I think everything is more or less clear with the former, so let me explain more about the latter.
<commercial product pitch section>
We’ve been very successful selling ActiveRoles Server for normal UI-based operations. Basically, it substitutes Active Directory Users and Computers and makes all AD management go through its proxy. The proxy brings a lot of additional value:
- Role-based delegation: you don’t have to give your helpdesk staff – you don’t have to give them native AD permissions, instead you can do that through proxy and in a very efficient fashion (e.g. “allow to reset passwords for locked-out accounts if the user office is ‘New York'”).
- Full auditing: any changes made to AD are audited providing full change history for any object.
- Automated policy enforcement: specify policies on what your AD objects need to be and have them applied to any change (e.g. when a user gets deprovisioned the account is actually not deleted but disabled, moved to a special OU, membership gets cleared, email forwarding gets set to the manager, etc.)
- (My favorite feature) Approval workflows: if certain changes need to be approved (e.g. group membership in some privileged groups) the change won’t get into effect until the person in charge reviews and approves.
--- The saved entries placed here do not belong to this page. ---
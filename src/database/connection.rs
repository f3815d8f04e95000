use crate::error::Result;
use sqlx::postgres::PgPoolOptions;
use sqlx::{PgPool, Row};
use tracing::info;

pub struct DatabaseConnection {
    pool: PgPool,
}

impl DatabaseConnection {
    pub async fn connect(database_url: &str) -> Result<Self> {
        Self::connect_with(database_url, 10).await
    }

    /// Size the pool to the worker's concurrency so every in-flight
    /// invocation can hold a connection.
    pub async fn connect_with(database_url: &str, max_connections: u32) -> Result<Self> {
        let pool = PgPoolOptions::new()
            .max_connections(max_connections)
            .connect(database_url)
            .await?;

        info!(max_connections, "Database pool established");
        Ok(Self { pool })
    }

    pub fn pool(&self) -> &PgPool {
        &self.pool
    }

    pub async fn health_check(&self) -> Result<bool> {
        let row = sqlx::query("SELECT 1 as health")
            .fetch_one(&self.pool)
            .await?;

        let health: i32 = row.get("health");
        Ok(health == 1)
    }

    pub async fn close(self) {
        self.pool.close().await;
    }
}
//! Queue message payloads consumed and produced by the stream worker.

use super::errors::{MessagingError, MessagingResult};
use serde::{Deserialize, Serialize};
use uuid::Uuid;

/// Messages the stream worker consumes. The `type` field selects the
/// variant; any other type fails to parse and is a fatal per-message error.
#[derive(Debug, Clone, PartialEq, Serialize, Deserialize)]
#[serde(
    tag = "type",
    rename_all = "SCREAMING_SNAKE_CASE",
    rename_all_fields = "camelCase"
)]
pub enum WorkerMessage {
    ProcessStream {
        stream_id: Uuid,
        #[serde(default, skip_serializing_if = "Option::is_none")]
        platform: Option<String>,
        #[serde(default, skip_serializing_if = "Option::is_none")]
        onboarding: Option<bool>,
    },
    ProcessWebhookStream {
        webhook_id: Uuid,
        #[serde(default, skip_serializing_if = "Option::is_none")]
        platform: Option<String>,
    },
    ProcessData {
        #[serde(rename = "dataUnitId", alias = "dataId")]
        data_id: Uuid,
        #[serde(default, skip_serializing_if = "Option::is_none")]
        tenant_id: Option<Uuid>,
        #[serde(default, skip_serializing_if = "Option::is_none")]
        platform: Option<String>,
    },
    /// Reset DELAYED units whose delay has passed
    CheckStreams,
    /// Re-emit every PENDING stream and data unit of a run
    ContinueProcessingRunStreams { run_id: Uuid },
}

impl WorkerMessage {
    pub fn parse(value: &serde_json::Value) -> MessagingResult<Self> {
        serde_json::from_value(value.clone()).map_err(|e| {
            MessagingError::message_deserialization(format!("unsupported worker message: {e}"))
        })
    }

    pub fn to_json(&self) -> MessagingResult<serde_json::Value> {
        Ok(serde_json::to_value(self)?)
    }

    pub fn message_type(&self) -> &'static str {
        match self {
            Self::ProcessStream { .. } => "PROCESS_STREAM",
            Self::ProcessWebhookStream { .. } => "PROCESS_WEBHOOK_STREAM",
            Self::ProcessData { .. } => "PROCESS_DATA",
            Self::CheckStreams => "CHECK_STREAMS",
            Self::ContinueProcessingRunStreams { .. } => "CONTINUE_PROCESSING_RUN_STREAMS",
        }
    }
}

/// Sent to the run owner after every run-scoped stream invocation
#[derive(Debug, Clone, PartialEq, Serialize, Deserialize)]
#[serde(
    tag = "type",
    rename_all = "SCREAMING_SNAKE_CASE",
    rename_all_fields = "camelCase"
)]
pub enum RunWorkerMessage {
    StreamProcessed {
        tenant_id: Uuid,
        platform: String,
        run_id: Uuid,
    },
}

/// Sent to the data sink for every published result
#[derive(Debug, Clone, PartialEq, Serialize, Deserialize)]
#[serde(
    tag = "type",
    rename_all = "SCREAMING_SNAKE_CASE",
    rename_all_fields = "camelCase"
)]
pub enum DataSinkMessage {
    ProcessIntegrationResult {
        tenant_id: Uuid,
        platform: String,
        result_id: Uuid,
        /// Dedup key on the sink side
        natural_key: String,
        onboarding: bool,
    },
}
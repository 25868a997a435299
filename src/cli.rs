// src/cli.rs
//
// The `plan` command: read a test-case batch, score it, synthesize the
// execution plan, print a short summary plus the full JSON report.

use std::error::Error;
use std::fs;
use std::path::PathBuf;

use clap::Args;
use serde::Serialize;

use crate::config::EngineConfig;
use crate::engine::Prioritizer;
use crate::plan::{self, ExecutionPlan};
use crate::types::{PriorityScore, TestCase};

#[derive(Args, Debug, Clone)]
pub struct PlanArgs {
    #[arg(long, help = "JSON file with the test-case batch (array of objects)")]
    pub input: PathBuf,

    #[arg(long, help = "Comma-separated list of recently changed files")]
    pub changes: Option<String>,

    #[arg(long, help = "File with one changed path per line")]
    pub changes_file: Option<PathBuf>,

    #[arg(long, help = "Time budget in seconds; selects a greedy subset")]
    pub budget: Option<f64>,

    #[arg(long, help = "Write the full report JSON to this file")]
    pub out: Option<PathBuf>,

    #[arg(long, default_value_t = false, help = "Only print JSON report")]
    pub json_only: bool,
}

#[derive(Debug, Serialize)]
struct PlanReport {
    input: String,
    scanned_tests: usize,
    changed_files: usize,
    budget_secs: Option<f64>,
    ranked_tests: Vec<PriorityScore>,
    plan: ExecutionPlan,
}

pub fn run(args: PlanArgs) -> Result<(), Box<dyn Error>> {
    let raw = fs::read_to_string(&args.input)
        .map_err(|e| format!("cannot read {}: {e}", args.input.display()))?;
    let tests: Vec<TestCase> = serde_json::from_str(&raw)
        .map_err(|e| format!("invalid test batch in {}: {e}", args.input.display()))?;

    let changes = collect_changes(&args)?;
    let changeset = if changes.is_empty() {
        None
    } else {
        Some(changes.as_slice())
    };

    let engine = Prioritizer::new(EngineConfig::default())?;
    let ranked = engine.prioritize(&tests, changeset, args.budget);
    let plan = plan::build_plan(&ranked);

    let report = PlanReport {
        input: args.input.display().to_string(),
        scanned_tests: tests.len(),
        changed_files: changes.len(),
        budget_secs: args.budget,
        ranked_tests: ranked,
        plan,
    };

    let json_report = serde_json::to_string_pretty(&report)?;

    if let Some(path) = args.out.as_ref() {
        fs::write(path, &json_report)?;
    }

    if args.json_only {
        println!("{}", json_report);
        return Ok(());
    }

    print_summary(&report, args.out.as_ref());
    println!("\n{}", json_report);

    Ok(())
}

fn collect_changes(args: &PlanArgs) -> Result<Vec<String>, Box<dyn Error>> {
    let mut changes = Vec::new();

    if let Some(list) = args.changes.as_ref() {
        for entry in list.split(',') {
            let entry = entry.trim();
            if !entry.is_empty() {
                changes.push(entry.to_string());
            }
        }
    }

    if let Some(path) = args.changes_file.as_ref() {
        let raw = fs::read_to_string(path)
            .map_err(|e| format!("cannot read {}: {e}", path.display()))?;
        for line in raw.lines() {
            let line = line.trim();
            if !line.is_empty() {
                changes.push(line.to_string());
            }
        }
    }

    Ok(changes)
}

fn print_summary(report: &PlanReport, out: Option<&PathBuf>) {
    println!("scanned: {} tests", report.scanned_tests);
    println!("changed files: {}", report.changed_files);
    if let Some(budget) = report.budget_secs {
        println!(
            "budget: {budget}s, selected {} tests",
            report.ranked_tests.len()
        );
    }

    if !report.ranked_tests.is_empty() {
        println!("top priorities:");
        for scored in report.ranked_tests.iter().take(5) {
            println!(
                "  [{:.3}] {} ({}, {:?})",
                scored.score,
                scored.test_case.name,
                scored.risk_level.as_str(),
                scored.recommended_frequency
            );
        }
    }

    let summary = &report.plan.summary;
    println!(
        "plan: {} phases, est. {:.1} min (raw {:.1} min), optimization {:.2}",
        report.plan.phases.len(),
        summary.estimated_time_secs / 60.0,
        summary.total_time_secs / 60.0,
        summary.optimization_score
    );

    for recommendation in &report.plan.recommendations {
        println!("  note: {recommendation}");
    }

    if let Some(path) = out {
        println!("report written to: {}", path.display());
    }
}
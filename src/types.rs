// src/types.rs
//
// Shared data model for the prioritization engine.

use std::cmp::Ordering;

use serde::{Deserialize, Serialize};

/* ---------- categories ---------- */

/// Category tag of a test, in descending order of default weight.
///
/// `Other` absorbs unknown categories from the wire and scores with the
/// same default weight as `Unit`.
#[derive(Debug, Clone, Copy, PartialEq, Eq, Hash, Serialize, Deserialize)]
#[serde(rename_all = "UPPERCASE")]
pub enum TestType {
    Security,
    Api,
    Database,
    Integration,
    Ui,
    Unit,
    #[serde(other)]
    Other,
}

impl TestType {
    pub fn as_str(&self) -> &'static str {
        match self {
            TestType::Security => "SECURITY",
            TestType::Api => "API",
            TestType::Database => "DATABASE",
            TestType::Integration => "INTEGRATION",
            TestType::Ui => "UI",
            TestType::Unit => "UNIT",
            TestType::Other => "OTHER",
        }
    }
}

/* ---------- ordered tiers ---------- */

#[derive(Debug, Clone, Copy, PartialEq, Eq, PartialOrd, Ord, Hash, Serialize, Deserialize)]
#[serde(rename_all = "UPPERCASE")]
pub enum BusinessImpact {
    Low,
    Medium,
    High,
    Critical,
}

/// Risk bands assigned by the threshold classifier.
///
/// Variant order is the phase order of an execution plan.
#[derive(Debug, Clone, Copy, PartialEq, Eq, Hash, Serialize, Deserialize)]
#[serde(rename_all = "UPPERCASE")]
pub enum RiskLevel {
    Critical,
    High,
    Medium,
    Low,
}

impl RiskLevel {
    /// Plan phases iterate risk levels highest first.
    pub const ORDERED: [RiskLevel; 4] = [
        RiskLevel::Critical,
        RiskLevel::High,
        RiskLevel::Medium,
        RiskLevel::Low,
    ];

    pub fn as_str(&self) -> &'static str {
        match self {
            RiskLevel::Critical => "CRITICAL",
            RiskLevel::High => "HIGH",
            RiskLevel::Medium => "MEDIUM",
            RiskLevel::Low => "LOW",
        }
    }
}

#[derive(Debug, Clone, Copy, PartialEq, Eq, Serialize, Deserialize)]
pub enum ExecutionFrequency {
    #[serde(rename = "Every commit")]
    EveryCommit,
    #[serde(rename = "Every build")]
    EveryBuild,
    #[serde(rename = "Daily")]
    Daily,
    #[serde(rename = "Weekly")]
    Weekly,
}

/* ---------- test case ---------- */

/// Per-run metadata of a single test. Immutable during a scoring run.
///
/// Numeric fields out of range are clamped at scoring time rather than
/// rejected, so one malformed record never aborts a batch.
#[derive(Debug, Clone, Serialize, Deserialize)]
pub struct TestCase {
    pub name: String,
    pub file_path: String,
    pub test_type: TestType,

    /// Expected wall-clock runtime in seconds.
    #[serde(default)]
    pub execution_time: f64,

    #[serde(default)]
    pub failure_count: u32,

    /// RFC3339 timestamp of the most recent failure, if any.
    #[serde(default)]
    pub last_failure: Option<String>,

    /// Percentage, 0-100.
    #[serde(default)]
    pub code_coverage: f64,

    #[serde(default = "default_impact")]
    pub business_impact: BusinessImpact,

    #[serde(default)]
    pub dependencies: Vec<String>,
}

fn default_impact() -> BusinessImpact {
    BusinessImpact::Medium
}

/* ---------- scored output ---------- */

/// Scoring verdict for one test. Created fresh each run, never mutated.
#[derive(Debug, Clone, Serialize)]
pub struct PriorityScore {
    pub test_case: TestCase,
    pub score: f64,
    pub risk_level: RiskLevel,
    pub reasoning: Vec<String>,
    pub recommended_frequency: ExecutionFrequency,

    /// False when no model is configured or the model was skipped for
    /// this test; the skip reason, if any, lands in `model_error`.
    pub model_used: bool,
    pub model_error: Option<String>,
}

impl PriorityScore {
    /// Batch ordering: score descending, name ascending on ties so a
    /// rescored batch always comes back in the same order.
    pub fn rank_cmp(&self, other: &PriorityScore) -> Ordering {
        other
            .score
            .partial_cmp(&self.score)
            .unwrap_or(Ordering::Equal)
            .then_with(|| self.test_case.name.cmp(&other.test_case.name))
    }
}
// src/signals.rs
//
// Signal extractors: pure functions turning one test case (plus optional
// change context and history snapshot) into normalized sub-scores.
// Out-of-range inputs are clamped here so a malformed record degrades to
// a safe value instead of failing the batch.

use chrono::{DateTime, Utc};

use crate::config::{business_impact_score, category_weight};
use crate::types::TestCase;

/// Changed files matching any of these get an extra change-impact bump.
const CRITICAL_CHANGE_KEYWORDS: [&str; 4] = ["auth", "security", "payment", "database"];

/// Change-impact value when no changeset is supplied. A fixed low
/// baseline, not zero: absence of context is weaker evidence than
/// "nothing relevant changed".
pub const NO_CHANGESET_BASELINE: f64 = 0.1;

/// Failure signal for tests that have never failed.
pub const CLEAN_FAILURE_SIGNAL: f64 = 0.1;

/* ---------- signal set ---------- */

/// All sub-scores for one test, computed once and shared by the scorer,
/// the model feature vector, and the reasoning generator.
#[derive(Debug, Clone, Copy)]
pub struct SignalSet {
    pub failure: f64,
    pub business: f64,
    pub coverage: f64,
    pub time: f64,
    pub change: f64,
    /// Multiplier, not an additive signal.
    pub category: f64,
}

pub fn extract(test: &TestCase, changes: Option<&[String]>, now: DateTime<Utc>) -> SignalSet {
    SignalSet {
        failure: failure_signal(test, now),
        business: business_impact_score(test.business_impact),
        coverage: coverage_signal(test),
        time: time_signal(test),
        change: change_impact_signal(test, changes),
        category: category_weight(test.test_type),
    }
}

/* ---------- individual signals ---------- */

/// Blend of failure frequency and recency. Ten failures saturate the
/// frequency term; recency decays with a one-week half-scale.
pub fn failure_signal(test: &TestCase, now: DateTime<Utc>) -> f64 {
    if test.failure_count == 0 {
        return CLEAN_FAILURE_SIGNAL;
    }

    let frequency = (f64::from(test.failure_count) / 10.0).min(1.0);

    let recency = match test.last_failure.as_deref().and_then(parse_timestamp) {
        Some(at) => {
            let days = (now - at).num_days().max(0) as f64;
            1.0 / (1.0 + days / 7.0)
        }
        // Missing or unparsable timestamp: neutral recency.
        None => 0.5,
    };

    (frequency + recency) / 2.0
}

pub fn coverage_signal(test: &TestCase) -> f64 {
    test.code_coverage.clamp(0.0, 100.0) / 100.0
}

/// Inverse of runtime, normalized per minute. Fast tests are favored.
pub fn time_signal(test: &TestCase) -> f64 {
    1.0 / (1.0 + test.execution_time.max(0.0) / 60.0)
}

/// Accumulates direct, dependency, and keyword impact, clamped to 1.0.
pub fn change_impact_signal(test: &TestCase, changes: Option<&[String]>) -> f64 {
    let changes = match changes {
        Some(c) if !c.is_empty() => c,
        _ => return NO_CHANGESET_BASELINE,
    };

    let mut impact: f64 = 0.0;

    if changes.iter().any(|c| c == &test.file_path) {
        impact += 0.8;
    }

    for dependency in &test.dependencies {
        if changes.iter().any(|c| c.contains(dependency.as_str())) {
            impact += 0.3;
        }
    }

    for change in changes {
        let lowered = change.to_lowercase();
        if CRITICAL_CHANGE_KEYWORDS
            .iter()
            .any(|k| lowered.contains(*k))
        {
            impact += 0.2;
        }
    }

    impact.min(1.0)
}

fn parse_timestamp(s: &str) -> Option<DateTime<Utc>> {
    DateTime::parse_from_rfc3339(s)
        .ok()
        .map(|d| d.with_timezone(&Utc))
}
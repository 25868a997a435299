// src/model.rs
//
// Boundary to an externally supplied predictive capability. The engine
// never depends on a concrete model library; anything that can map a
// feature vector to a [0, 1] score plugs in here. Model failures are
// demoted to "unavailable for this test", never propagated as fatal.

use crate::signals::SignalSet;
use crate::types::TestCase;

/// Bump whenever `feature_vector` changes its length or ordering.
/// The ordering is a hard contract with whatever trained the model;
/// any reorder silently invalidates previously trained models.
pub const FEATURE_VECTOR_VERSION: u32 = 1;

pub const FEATURE_COUNT: usize = 7;

/// Neutral stand-in for the historical-average feature when a test has
/// no recorded history yet.
const NEUTRAL_HISTORY: f64 = 0.5;

/// Injected inference capability: `features -> score in [0, 1]`.
///
/// Implementations wrapping remote or heavyweight models should enforce
/// their own timeout and surface it as an `Err`; the engine treats any
/// error as a per-test fallback to the heuristic score.
pub trait Predictor: Send + Sync {
    fn predict(&self, features: &[f64]) -> Result<f64, String>;
}

/// Feature vector in the fixed v1 order:
///
/// 0. execution time (seconds, clamped non-negative)
/// 1. failure count
/// 2. code coverage (percentage, clamped 0-100)
/// 3. business impact score
/// 4. category weight
/// 5. change impact signal
/// 6. historical average priority (0.5 when unseen)
pub fn feature_vector(test: &TestCase, signals: &SignalSet, history_avg: Option<f64>) -> Vec<f64> {
    vec![
        test.execution_time.max(0.0),
        f64::from(test.failure_count),
        test.code_coverage.clamp(0.0, 100.0),
        signals.business,
        signals.category,
        signals.change,
        history_avg.unwrap_or(NEUTRAL_HISTORY),
    ]
}

/// Runs the predictor and enforces the output contract. Anything other
/// than a finite score in [0, 1] counts as a model failure.
pub fn guarded_predict(predictor: &dyn Predictor, features: &[f64]) -> Result<f64, String> {
    match predictor.predict(features) {
        Ok(score) if score.is_finite() && (0.0..=1.0).contains(&score) => Ok(score),
        Ok(score) => Err(format!("model returned out-of-range score {score}")),
        Err(e) => Err(format!("model inference failed: {e}")),
    }
}
/* ---------- plan model ---------- */

#[derive(Debug, Serialize)]
pub struct ExecutionPlan {
    pub generated_at: String,
    pub summary: PlanSummary,
    /// Ordered CRITICAL -> HIGH -> MEDIUM -> LOW; empty levels are
    /// omitted here but still counted as zero in the summary.
    pub phases: Vec<ExecutionPhase>,
    pub insights: PlanInsights,
    pub recommendations: Vec<String>,
}

#[derive(Debug, Serialize)]
pub struct PlanSummary {
    pub total_tests: usize,
    pub critical_tests: usize,
    pub high_priority_tests: usize,
    pub medium_priority_tests: usize,
    pub low_priority_tests: usize,
    /// How many tests got a blended model score this run.
    pub model_scored_tests: usize,
    /// Wall-clock sum of every selected test.
    pub total_time_secs: f64,
    /// Sum of per-phase estimates after parallelization.
    pub estimated_time_secs: f64,
    pub optimization_score: f64,
}

#[derive(Debug, Serialize)]
pub struct ExecutionPhase {
    pub risk_level: RiskLevel,
    pub description: String,
    pub tests: Vec<String>,
    /// Fast tests that can run as one parallel batch. Only the
    /// critical phase is split; elsewhere this stays empty.
    pub parallel_batch: Vec<String>,
    pub sequential_batch: Vec<String>,
    pub parallelization_factor: usize,
    pub total_time_secs: f64,
    pub estimated_time_secs: f64,
}

#[derive(Debug, Serialize)]
pub struct PlanInsights {
    pub score_mean: f64,
    pub score_stddev: f64,
    /// Fraction of tests scoring above 0.6.
    pub high_priority_ratio: f64,
    /// Fraction of tests scoring below 0.4.
    pub low_priority_ratio: f64,
    pub risk_areas: Vec<String>,
    pub optimization_opportunities: Vec<String>,
    pub suggested_improvements: Vec<String>,
}

/* ---------- synthesis ---------- */

pub fn build_plan(scores: &[PriorityScore]) -> ExecutionPlan {
    let mut phases = Vec::new();
    let mut counts = [0usize; 4];

    for (idx, level) in RiskLevel::ORDERED.iter().enumerate() {
        let members: Vec<&PriorityScore> = scores
            .iter()
            .filter(|s| s.risk_level == *level)
            .collect();
        counts[idx] = members.len();
        if members.is_empty() {
            continue;
        }
        phases.push(build_phase(*level, &members));
    }

    let total_time: f64 = scores.iter().map(|s| s.test_case.execution_time.max(0.0)).sum();
    let estimated_time: f64 = phases.iter().map(|p| p.estimated_time_secs).sum();

    ExecutionPlan {
        generated_at: Utc::now().to_rfc3339(),
        summary: PlanSummary {
            total_tests: scores.len(),
            critical_tests: counts[0],
            high_priority_tests: counts[1],
            medium_priority_tests: counts[2],
            low_priority_tests: counts[3],
            model_scored_tests: scores.iter().filter(|s| s.model_used).count(),
            total_time_secs: total_time,
            estimated_time_secs: estimated_time,
            optimization_score: optimization_score(scores, total_time),
        },
        insights: build_insights(scores),
        recommendations: build_recommendations(scores, counts[0]),
        phases,
    }
}

fn build_phase(level: RiskLevel, members: &[&PriorityScore]) -> ExecutionPhase {
    let tests: Vec<String> = members.iter().map(|s| s.test_case.name.clone()).collect();
    let total_time: f64 = members
        .iter()
        .map(|s| s.test_case.execution_time.max(0.0))
        .sum();

    // Only the critical phase is worth a parallel/sequential split; the
    // later phases run whenever capacity allows.
    if level != RiskLevel::Critical {
        return ExecutionPhase {
            risk_level: level,
            description: phase_description(level).to_string(),
            sequential_batch: tests.clone(),
            tests,
            parallel_batch: Vec::new(),
            parallelization_factor: 1,
            total_time_secs: total_time,
            estimated_time_secs: total_time,
        };
    }

    let mut parallel_batch = Vec::new();
    let mut sequential_batch = Vec::new();
    let mut parallel_time = 0.0;
    let mut sequential_time = 0.0;

    for score in members {
        let time = score.test_case.execution_time.max(0.0);
        if time < FAST_TEST_SECS {
            parallel_batch.push(score.test_case.name.clone());
            parallel_time += time;
        } else {
            sequential_batch.push(score.test_case.name.clone());
            sequential_time += time;
        }
    }

    let factor = parallel_batch.len().min(MAX_PARALLEL_WORKERS).max(1);
    let estimated = (parallel_time / factor as f64).max(sequential_time);

    ExecutionPhase {
        risk_level: level,
        description: phase_description(level).to_string(),
        tests,
        parallel_batch,
        sequential_batch,
        parallelization_factor: factor,
        total_time_secs: total_time,
        estimated_time_secs: estimated,
    }
}

fn phase_description(level: RiskLevel) -> &'static str {
    match level {
        RiskLevel::Critical => "Must run - critical for release",
        RiskLevel::High => "Should run - high impact",
        RiskLevel::Medium => "Can run - medium priority",
        RiskLevel::Low => "Optional - low priority",
    }
}

/* ---------- statistics ---------- */

fn optimization_score(scores: &[PriorityScore], total_time: f64) -> f64 {
    if scores.is_empty() {
        return 0.0;
    }

    let n = scores.len() as f64;
    let time_factor = (1.0 - total_time / 3600.0).max(0.0);
    let avg_priority = scores.iter().map(|s| s.score).sum::<f64>() / n;
    // Each ratio is already <= 1: score <= 1 and the denominator is
    // floored at one second.
    let efficiency = scores
        .iter()
        .map(|s| s.score / s.test_case.execution_time.max(1.0))
        .sum::<f64>()
        / n;

    0.3 * time_factor + 0.4 * avg_priority + 0.3 * efficiency
}

fn build_insights(scores: &[PriorityScore]) -> PlanInsights {
    if scores.is_empty() {
        return PlanInsights {
            score_mean: 0.0,
            score_stddev: 0.0,
            high_priority_ratio: 0.0,
            low_priority_ratio: 0.0,
            risk_areas: Vec::new(),
            optimization_opportunities: Vec::new(),
            suggested_improvements: Vec::new(),
        };
    }

    let n = scores.len() as f64;
    let mean = scores.iter().map(|s| s.score).sum::<f64>() / n;
    let variance = scores
        .iter()
        .map(|s| (s.score - mean).powi(2))
        .sum::<f64>()
        / n;

    PlanInsights {
        score_mean: mean,
        score_stddev: variance.sqrt(),
        high_priority_ratio: scores.iter().filter(|s| s.score > 0.6).count() as f64 / n,
        low_priority_ratio: scores.iter().filter(|s| s.score < 0.4).count() as f64 / n,
        risk_areas: identify_risk_areas(scores),
        optimization_opportunities: find_opportunities(scores),
        suggested_improvements: suggest_improvements(scores),
    }
}
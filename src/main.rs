use std::error::Error;

use clap::{Parser, Subcommand};

use testrank::cli;

#[derive(Parser)]
#[command(
    name = "testrank",
    version,
    about = "Risk-based test prioritization and execution planning for CI pipelines."
)]
struct Cli {
    #[command(subcommand)]
    command: CliCommand,
}

#[derive(Subcommand)]
enum CliCommand {
    /// Score a test batch and produce a phased execution plan
    Plan(cli::PlanArgs),
}

fn main() -> Result<(), Box<dyn Error>> {
    let cli = Cli::parse();
    match cli.command {
        CliCommand::Plan(args) => cli::run(args),
    }
}
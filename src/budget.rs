// src/budget.rs
//
// Greedy score-per-time selection under a wall-clock budget. This is a
// deliberate approximation of the knapsack optimum: plans are advisory,
// so best-ratio-first is good enough and predictable.

use std::cmp::Ordering;

use crate::types::PriorityScore;

/// Selects a subset whose total execution time stays within
/// `budget_secs`. An entry that does not fit is skipped, not terminal,
/// so cheaper tests later in ratio order still get a chance. A budget
/// below the cheapest test yields an empty selection.
pub fn select_within_budget(scores: &[PriorityScore], budget_secs: f64) -> Vec<PriorityScore> {
    let mut remaining: Vec<&PriorityScore> = scores.iter().collect();
    remaining.sort_by(|a, b| {
        ratio(b)
            .partial_cmp(&ratio(a))
            .unwrap_or(Ordering::Equal)
            .then_with(|| a.test_case.name.cmp(&b.test_case.name))
    });

    let mut selected = Vec::new();
    let mut total_time = 0.0;

    for score in remaining {
        let cost = score.test_case.execution_time.max(0.0);
        if total_time + cost <= budget_secs {
            selected.push(score.clone());
            total_time += cost;
        }
    }

    selected
}

fn ratio(score: &PriorityScore) -> f64 {
    score.score / score.test_case.execution_time.max(1.0)
}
Now here comes the conspiracy part: if you have the (free) AD cmdlets and the (commercial) ActiveRoles Server – you can make the cmdlets use all these benefits for your cmdline and PowerShell scripts. All you need to do is initialize your session with
Connect-QADService -proxy and all your PowerShell code will go through this policy/approval/etc. engine.
|AD cmdlets||AD cmdlets with Quest ActiveRoles Server|
|PowerShell command-line for Active Directory
|Auditing for all changes||–||+|
|Role-based delegation (e.g. for helpdesk scenarios)||–||+|
|Automated policy enforcement||–||+|
Here’s a slide that illustrates the architecture:
We believe that this commercial functionality brings tremendous value. I know that PowerShell is magnitudes more readable than VBScript with ADSI. However, wouldn’t you want to have a safety net around your AD automatically applied to all your scripts? Wouldn’t you want to get “flight recorder” automatically working for all your scripts so you know what they are actually doing? Wouldn’t you want to have all your corporate policies, standards, and approvals applied to scripts and command-line? We are seeing that enterprises answer yes to all of the above and here’s why for them we find our product a great fit.
This has been that way for UI administration and VBScripts for quite some time. Now it’s time to move to PowerShell!